[Saved entries]
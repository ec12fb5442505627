//! End-to-end tests for a nested share-chain schema.

use bytes::Bytes;
use std::{collections::BTreeMap, sync::Arc, thread};
use wirepack::{
    schema_for, Codec, Composed, Config, Endianness, Error, List, Record, Type, Value,
};

fn int(bits: usize) -> Type {
    Type::int(bits, Endianness::Little).unwrap()
}

fn header() -> Composed {
    Composed::new([
        ("version", Type::var_int()),
        ("previous_block", Type::possibly_none(0u8, int(256))),
        ("timestamp", int(32)),
        ("bits", int(32)),
        ("nonce", int(32)),
    ])
    .unwrap()
}

fn share() -> Composed {
    Composed::new([
        ("header", Type::from(header())),
        ("peer", Type::ipv6_address()),
        ("merkle_link", List::new(int(256)).into()),
        ("payload", Type::var_str()),
        (
            "kind",
            Type::enumeration(int(8), [("share", 1u8), ("block", 2u8)]).unwrap(),
        ),
    ])
    .unwrap()
}

fn header_value() -> Record {
    header()
        .record()
        .with("version", 4u8)
        .unwrap()
        .with("previous_block", Value::None)
        .unwrap()
        .with("timestamp", 0x5F5E_1000u32)
        .unwrap()
        .with("bits", 0x1D00_FFFFu32)
        .unwrap()
        .with("nonce", 7u32)
        .unwrap()
}

fn share_value() -> Value {
    share()
        .record()
        .with("header", header_value())
        .unwrap()
        .with("peer", "10.0.0.1")
        .unwrap()
        .with("merkle_link", Value::List(vec![]))
        .unwrap()
        .with("payload", &b"hi"[..])
        .unwrap()
        .with("kind", "block")
        .unwrap()
        .into()
}

fn share_bytes() -> Vec<u8> {
    let mut expected = vec![0x04];
    expected.extend_from_slice(&[0; 32]);
    expected.extend_from_slice(&[0x00, 0x10, 0x5E, 0x5F]);
    expected.extend_from_slice(&[0xFF, 0xFF, 0x00, 0x1D]);
    expected.extend_from_slice(&[0x07, 0x00, 0x00, 0x00]);
    expected.extend_from_slice(&[0, 0, 0, 0, 0, 0, 0, 0, 0, 0, 0xFF, 0xFF, 10, 0, 0, 1]);
    expected.push(0x00);
    expected.extend_from_slice(&[0x02, b'h', b'i']);
    expected.push(0x02);
    expected
}

#[test]
fn test_conformity() {
    let encoded = share().pack(&share_value()).unwrap();
    assert_eq!(encoded, Bytes::from(share_bytes()));
    assert_eq!(share().encode_size(&share_value()).unwrap(), encoded.len());
}

#[test]
fn test_decode() {
    let decoded = share().unpack(share_bytes()).unwrap();
    assert_eq!(decoded, share_value());

    let record = decoded.as_record().unwrap();
    assert_eq!(record["kind"], Value::from("block"));
    assert_eq!(record["peer"], Value::from("10.0.0.1"));

    let header = record["header"].as_record().unwrap();
    assert_eq!(header["previous_block"], Value::None);
    assert_eq!(header["timestamp"].as_u64(), Some(0x5F5E_1000));
    let expected: BTreeMap<String, Value> = header_value().to_map();
    assert_eq!(header, &expected);
}

#[test]
fn test_previous_block() {
    let mut hash = [0u8; 32];
    hash[0] = 0xAB;
    hash[31] = 0x01;
    let mut value = share_value();
    if let Value::Record(record) = &mut value {
        let header = header_value()
            .with("previous_block", num_bigint::BigUint::from_bytes_le(&hash))
            .unwrap();
        record.set("header", header).unwrap();
    }

    let encoded = share().pack(&value).unwrap();
    assert_eq!(&encoded[1..33], &hash[..]);
    assert_eq!(share().unpack(encoded).unwrap(), value);
}

#[test]
fn test_truncated() {
    let data = share_bytes();
    for len in 0..data.len() {
        let err = share().unpack(data[..len].to_vec()).unwrap_err();
        assert!(
            matches!(err.root(), Error::EndOfBuffer { .. }),
            "unexpected error at {len}: {err}"
        );
        assert!(!err.path().is_empty());
    }

    // The nonce is the last header field.
    let err = share().unpack(data[..43].to_vec()).unwrap_err();
    assert_eq!(err.path(), vec!["header", "nonce"]);
}

#[test]
fn test_trailing_data() {
    let mut data = share_bytes();
    data.push(0x00);
    assert_eq!(share().unpack(data), Err(Error::ExtraData(1)));
}

#[test]
fn test_rejects_invalid_fields() {
    let mut data = share_bytes();
    *data.last_mut().unwrap() = 0x03;
    let err = share().unpack(data).unwrap_err();
    assert_eq!(err.path(), vec!["kind"]);
    assert_eq!(err.root(), &Error::UnknownEnumValue(Value::from(3u8)));

    let mut data = share_bytes();
    data[45 + 9] = 0x01;
    let err = share().unpack(data).unwrap_err();
    assert_eq!(err.path(), vec!["peer"]);
    assert!(matches!(err.root(), Error::UnsupportedAddress(_)));

    // A merkle link claiming one hash, with only four bytes left.
    let mut data = share_bytes();
    data[61] = 0x01;
    let err = share().unpack(data).unwrap_err();
    assert_eq!(err.path(), vec!["merkle_link", "[0]"]);
    assert!(matches!(err.root(), Error::EndOfBuffer { needed: 32, .. }));
}

#[test]
fn test_list_element_path() {
    let mut value = share_value();
    if let Value::Record(record) = &mut value {
        let hash = Value::from(1u8);
        let too_large = Value::Int(num_bigint::BigUint::from(1u8) << 256u32);
        record
            .set("merkle_link", Value::List(vec![hash, too_large]))
            .unwrap();
    }
    let err = share().pack(&value).unwrap_err();
    assert_eq!(err.path(), vec!["merkle_link", "[1]"]);
    assert!(matches!(err.root(), Error::IntOutOfRange { bits: 256, .. }));
    assert_eq!(
        err.to_string(),
        format!("field merkle_link: field [1]: {}", err.root())
    );
}

#[test]
fn test_verified_and_unverified() {
    for cfg in [Config::verified(), Config::unverified()] {
        let encoded = share().pack_cfg(&share_value(), &cfg).unwrap();
        assert_eq!(share().unpack_cfg(encoded, &cfg).unwrap(), share_value());
    }
}

#[test]
fn test_schema_registry_concurrent() {
    let names = ["registry_c", "registry_a", "registry_b"];
    let schemas: Vec<_> = thread::scope(|scope| {
        let handles: Vec<_> = (0..8)
            .map(|i| {
                scope.spawn(move || {
                    let mut names = names;
                    let len = names.len();
                    names.rotate_left(i % len);
                    schema_for(names).unwrap()
                })
            })
            .collect();
        handles.into_iter().map(|h| h.join().unwrap()).collect()
    });
    for schema in &schemas {
        assert!(Arc::ptr_eq(schema, &schemas[0]));
    }
    assert_eq!(
        schemas[0].names(),
        ["registry_a", "registry_b", "registry_c"]
    );
}

#[test]
fn test_shared_across_threads() {
    let ty = Arc::new(Type::from(share()));
    let encoded: Vec<Bytes> = thread::scope(|scope| {
        let handles: Vec<_> = (0..4)
            .map(|_| {
                let ty = ty.clone();
                scope.spawn(move || ty.pack(&share_value()).unwrap())
            })
            .collect();
        handles.into_iter().map(|h| h.join().unwrap()).collect()
    });
    for data in encoded {
        assert_eq!(data, Bytes::from(share_bytes()));
    }
}

#[test]
fn test_logging() {
    let _ = tracing_subscriber::fmt()
        .with_max_level(tracing::Level::TRACE)
        .with_test_writer()
        .try_init();

    let ty = Composed::new([("logging_field", Type::var_int())]).unwrap();
    let value: Value = ty.record().with("logging_field", 1u8).unwrap().into();
    let encoded = ty.pack_cfg(&value, &Config::verified()).unwrap();
    assert_eq!(ty.unpack(vec![0x01u8, 0x00]), Err(Error::ExtraData(1)));
    assert_eq!(ty.unpack(encoded).unwrap(), value);
}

_EXERCISE INSTRUCTIONS_
For each entry above, write out an exact copy.

_EXERCISE SOLUTION_
repository ec12fb5442505627
//! End-to-end tests for a nested share-chain schema.

use bytes::Bytes;
use std::{collections::BTreeMap, sync::Arc, thread};
use wirepack::{
    schema_for, Codec, Composed, Config, Endianness, Error, List, Record, Type, Value,
};

fn int(bits: usize) -> Type {
    Type::int(bits, Endianness::Little).unwrap()
}

fn header() -> Composed {
    Composed::new([
        ("version", Type::var_int()),
        ("previous_block", Type::possibly_none(0u8, int(256))),
        ("timestamp", int(32)),
        ("bits", int(32)),
        ("nonce", int(32)),
    ])
    .unwrap()
}

fn share() -> Composed {
    Composed::new([
        ("header", Type::from(header())),
        ("peer", Type::ipv6_address()),
        ("merkle_link", List::new(int(256)).into()),
        ("payload", Type::var_str()),
        (
            "kind",
            Type::enumeration(int(8), [("share", 1u8), ("block", 2u8)]).unwrap(),
        ),
    ])
    .unwrap()
}

fn header_value() -> Record {
    header()
        .record()
        .with("version", 4u8)
        .unwrap()
        .with("previous_block", Value::None)
        .unwrap()
        .with("timestamp", 0x5F5E_1000u32)
        .unwrap()
        .with("bits", 0x1D00_FFFFu32)
        .unwrap()
        .with("nonce", 7u32)
        .unwrap()
}

fn share_value() -> Value {
    share()
        .record()
        .with("header", header_value())
        .unwrap()
        .with("peer", "10.0.0.1")
        .unwrap()
        .with("merkle_link", Value::List(vec![]))
        .unwrap()
        .with("payload", &b"hi"[..])
        .unwrap()
        .with("kind", "block")
        .unwrap()
        .into()
}

fn share_bytes() -> Vec<u8> {
    let mut expected = vec![0x04];
    expected.extend_from_slice(&[0; 32]);
    expected.extend_from_slice(&[0x00, 0x10, 0x5E, 0x5F]);
    expected.extend_from_slice(&[0xFF, 0xFF, 0x00, 0x1D]);
    expected.extend_from_slice(&[0x07, 0x00, 0x00, 0x00]);
    expected.extend_from_slice(&[0, 0, 0, 0, 0, 0, 0, 0, 0, 0, 0xFF, 0xFF, 10, 0, 0, 1]);
    expected.push(0x00);
    expected.extend_from_slice(&[0x02, b'h', b'i']);
    expected.push(0x02);
    expected
}

#[test]
fn test_conformity() {
    let encoded = share().pack(&share_value()).unwrap();
    assert_eq!(encoded, Bytes::from(share_bytes()));
    assert_eq!(share().encode_size(&share_value()).unwrap(), encoded.len());
}

#[test]
fn test_decode() {
    let decoded = share().unpack(share_bytes()).unwrap();
    assert_eq!(decoded, share_value());

    let record = decoded.as_record().unwrap();
    assert_eq!(record["kind"], Value::from("block"));
    assert_eq!(record["peer"], Value::from("10.0.0.1"));

    let header = record["header"].as_record().unwrap();
    assert_eq!(header["previous_block"], Value::None);
    assert_eq!(header["timestamp"].as_u64(), Some(0x5F5E_1000));
    let expected: BTreeMap<String, Value> = header_value().to_map();
    assert_eq!(header, &expected);
}

#[test]
fn test_previous_block() {
    let mut hash = [0u8; 32];
    hash[0] = 0xAB;
    hash[31] = 0x01;
    let mut value = share_value();
    if let Value::Record(record) = &mut value {
        let header = header_value()
            .with("previous_block", num_bigint::BigUint::from_bytes_le(&hash))
            .unwrap();
        record.set("header", header).unwrap();
    }

    let encoded = share().pack(&value).unwrap();
    assert_eq!(&encoded[1..33], &hash[..]);
    assert_eq!(share().unpack(encoded).unwrap(), value);
}

#[test]
fn test_truncated() {
    let data = share_bytes();
    for len in 0..data.len() {
        let err = share().unpack(data[..len].to_vec()).unwrap_err();
        assert!(
            matches!(err.root(), Error::EndOfBuffer { .. }),
            "unexpected error at {len}: {err}"
        );
        assert!(!err.path().is_empty());
    }

    // The nonce is the last header field.
    let err = share().unpack(data[..43].to_vec()).unwrap_err();
    assert_eq!(err.path(), vec!["header", "nonce"]);
}

#[test]
fn test_trailing_data() {
    let mut data = share_bytes();
    data.push(0x00);
    assert_eq!(share().unpack(data), Err(Error::ExtraData(1)));
}

#[test]
fn test_rejects_invalid_fields() {
    let mut data = share_bytes();
    *data.last_mut().unwrap() = 0x03;
    let err = share().unpack(data).unwrap_err();
    assert_eq!(err.path(), vec!["kind"]);
    assert_eq!(err.root(), &Error::UnknownEnumValue(Value::from(3u8)));

    let mut data = share_bytes();
    data[45 + 9] = 0x01;
    let err = share().unpack(data).unwrap_err();
    assert_eq!(err.path(), vec!["peer"]);
    assert!(matches!(err.root(), Error::UnsupportedAddress(_)));

    // A merkle link claiming one hash, with only four bytes left.
    let mut data = share_bytes();
    data[61] = 0x01;
    let err = share().unpack(data).unwrap_err();
    assert_eq!(err.path(), vec!["merkle_link", "[0]"]);
    assert!(matches!(err.root(), Error::EndOfBuffer { needed: 32, .. }));
}

#[test]
fn test_list_element_path() {
    let mut value = share_value();
    if let Value::Record(record) = &mut value {
        let hash = Value::from(1u8);
        let too_large = Value::Int(num_bigint::BigUint::from(1u8) << 256u32);
        record
            .set("merkle_link", Value::List(vec![hash, too_large]))
            .unwrap();
    }
    let err = share().pack(&value).unwrap_err();
    assert_eq!(err.path(), vec!["merkle_link", "[1]"]);
    assert!(matches!(err.root(), Error::IntOutOfRange { bits: 256, .. }));
    assert_eq!(
        err.to_string(),
        format!("field merkle_link: field [1]: {}", err.root())
    );
}

#[test]
fn test_verified_and_unverified() {
    for cfg in [Config::verified(), Config::unverified()] {
        let encoded = share().pack_cfg(&share_value(), &cfg).unwrap();
        assert_eq!(share().unpack_cfg(encoded, &cfg).unwrap(), share_value());
    }
}

#[test]
fn test_schema_registry_concurrent() {
    let names = ["registry_c", "registry_a", "registry_b"];
    let schemas: Vec<_> = thread::scope(|scope| {
        let handles: Vec<_> = (0..8)
            .map(|i| {
                scope.spawn(move || {
                    let mut names = names;
                    let len = names.len();
                    names.rotate_left(i % len);
                    schema_for(names).unwrap()
                })
            })
            .collect();
        handles.into_iter().map(|h| h.join().unwrap()).collect()
    });
    for schema in &schemas {
        assert!(Arc::ptr_eq(schema, &schemas[0]));
    }
    assert_eq!(
        schemas[0].names(),
        ["registry_a", "registry_b", "registry_c"]
    );
}

#[test]
fn test_shared_across_threads() {
    let ty = Arc::new(Type::from(share()));
    let encoded: Vec<Bytes> = thread::scope(|scope| {
        let handles: Vec<_> = (0..4)
            .map(|_| {
                let ty = ty.clone();
                scope.spawn(move || ty.pack(&share_value()).unwrap())
            })
            .collect();
        handles.into_iter().map(|h| h.join().unwrap()).collect()
    });
    for data in encoded {
        assert_eq!(data, Bytes::from(share_bytes()));
    }
}

#[test]
fn test_logging() {
    let _ = tracing_subscriber::fmt()
        .with_max_level(tracing::Level::TRACE)
        .with_test_writer()
        .try_init();

    let ty = Composed::new([("logging_field", Type::var_int())]).unwrap();
    let value: Value = ty.record().with("logging_field", 1u8).unwrap().into();
    let encoded = ty.pack_cfg(&value, &Config::verified()).unwrap();
    assert_eq!(ty.unpack(vec![0x01u8, 0x00]), Err(Error::ExtraData(1)));
    assert_eq!(ty.unpack(encoded).unwrap(), value);
}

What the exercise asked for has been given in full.